By “coincidence” these are the very chapters I happen to be reading in Henry Cloud’s book Changes that Heal. By “coincidence” this happens to be some of the stuff God wants to address with me in my personal life.

I want to be a good person. I want to be a kind, considerate, patient, loving, understanding, persevering, righteous person. I want to be a good husband. I want to be a good neighbor. I want to be a good citizen. Unfortunately, I do not always live up to what I want to be. When I do not live up to what I want to be (when I do not live up to my “ideal” self), I have the strong tendency to get very down on myself, to berate myself, to kick myself.

I know that God is holy. When I have to face the fact that I am not holy I do not tend to hold together very well God’s call to me to be holy along with His abiding grace toward me.

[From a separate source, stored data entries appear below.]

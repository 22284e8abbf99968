//! ### General Commands
//! Module presence, identification of the firmware, regulatory region and
//! persistence of the on-module configuration.
pub mod responses;
pub mod types;

use responses::*;

use super::{sigfox_cmd, Arg, CommandType, NoResponse, SigfoxRequest};

/// Attention `AT`
///
/// Answers `OK` when the module is powered and listening.
#[derive(Debug, Clone)]
pub struct Attention;

impl SigfoxRequest for Attention {
    const TYPE: CommandType = CommandType::Attention;
    const CODE: &'static str = "";

    fn args(&self) -> impl Iterator<Item = Arg<'_>> {
        core::iter::empty()
    }
}
sigfox_cmd!(Attention, NoResponse, timeout_ms = 500);

/// Firmware version `AT/VER?`
#[derive(Debug, Clone)]
pub struct FirmwareVersion;

impl SigfoxRequest for FirmwareVersion {
    const TYPE: CommandType = CommandType::Display;
    const CODE: &'static str = "VER";

    fn args(&self) -> impl Iterator<Item = Arg<'_>> {
        core::iter::empty()
    }
}
sigfox_cmd!(FirmwareVersion, FirmwareVersionResponse, timeout_ms = 1000);

/// Regulatory region `AT$RG?`
///
/// The region is fixed by the module hardware (ETSI, FCC or ARIB).
#[derive(Debug, Clone)]
pub struct GetRegion;

impl SigfoxRequest for GetRegion {
    const TYPE: CommandType = CommandType::Read;
    const CODE: &'static str = "RG";

    fn args(&self) -> impl Iterator<Item = Arg<'_>> {
        core::iter::empty()
    }
}
sigfox_cmd!(GetRegion, RegionResponse, timeout_ms = 1000);

/// Store the current configuration `AT$SAVE`
#[derive(Debug, Clone)]
pub struct SaveSettings;

impl SigfoxRequest for SaveSettings {
    const TYPE: CommandType = CommandType::Set;
    const CODE: &'static str = "SAVE";

    fn args(&self) -> impl Iterator<Item = Arg<'_>> {
        core::iter::empty()
    }
}
sigfox_cmd!(SaveSettings, NoResponse, timeout_ms = 2000);

/// Restore the factory configuration `AT$FACTORY`
///
/// Erases everything previously stored with [`SaveSettings`].
#[derive(Debug, Clone)]
pub struct FactorySettings;

impl SigfoxRequest for FactorySettings {
    const TYPE: CommandType = CommandType::Set;
    const CODE: &'static str = "FACTORY";

    fn args(&self) -> impl Iterator<Item = Arg<'_>> {
        core::iter::empty()
    }
}
sigfox_cmd!(FactorySettings, NoResponse, timeout_ms = 2000);

/// Load the default configuration `AT$DEFAULT`
///
/// The stored configuration is left untouched until the next [`SaveSettings`].
#[derive(Debug, Clone)]
pub struct DefaultConfiguration;

impl SigfoxRequest for DefaultConfiguration {
    const TYPE: CommandType = CommandType::Set;
    const CODE: &'static str = "DEFAULT";

    fn args(&self) -> impl Iterator<Item = Arg<'_>> {
        core::iter::empty()
    }
}
sigfox_cmd!(DefaultConfiguration, NoResponse, timeout_ms = 2000);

Gratefully, this is especially where God is “coincidentally” pulling some things together for me. In Henry Cloud’s book I am have found these words of perspective and encouragement: “Good relationship [including my relationship with myself] involves holding on to the ideal and lovingly accepting the real. If the real is loved and accepted, it can be encouraged to grow toward the ideal.” Later he adds, “Acceptance of good and bad is the biblical alternative. It is called grace and truth. In this alternative, we deny neither the ideal nor the bad. We accept and forgive the bad, while clinging to the ideal as an unrealized goal that we strive for in an atmosphere of full acceptance.” I believe that Christ is calling me to hold onto both His call to me to grow into the person He would have me to become while firmly embracing His grace for me along the way.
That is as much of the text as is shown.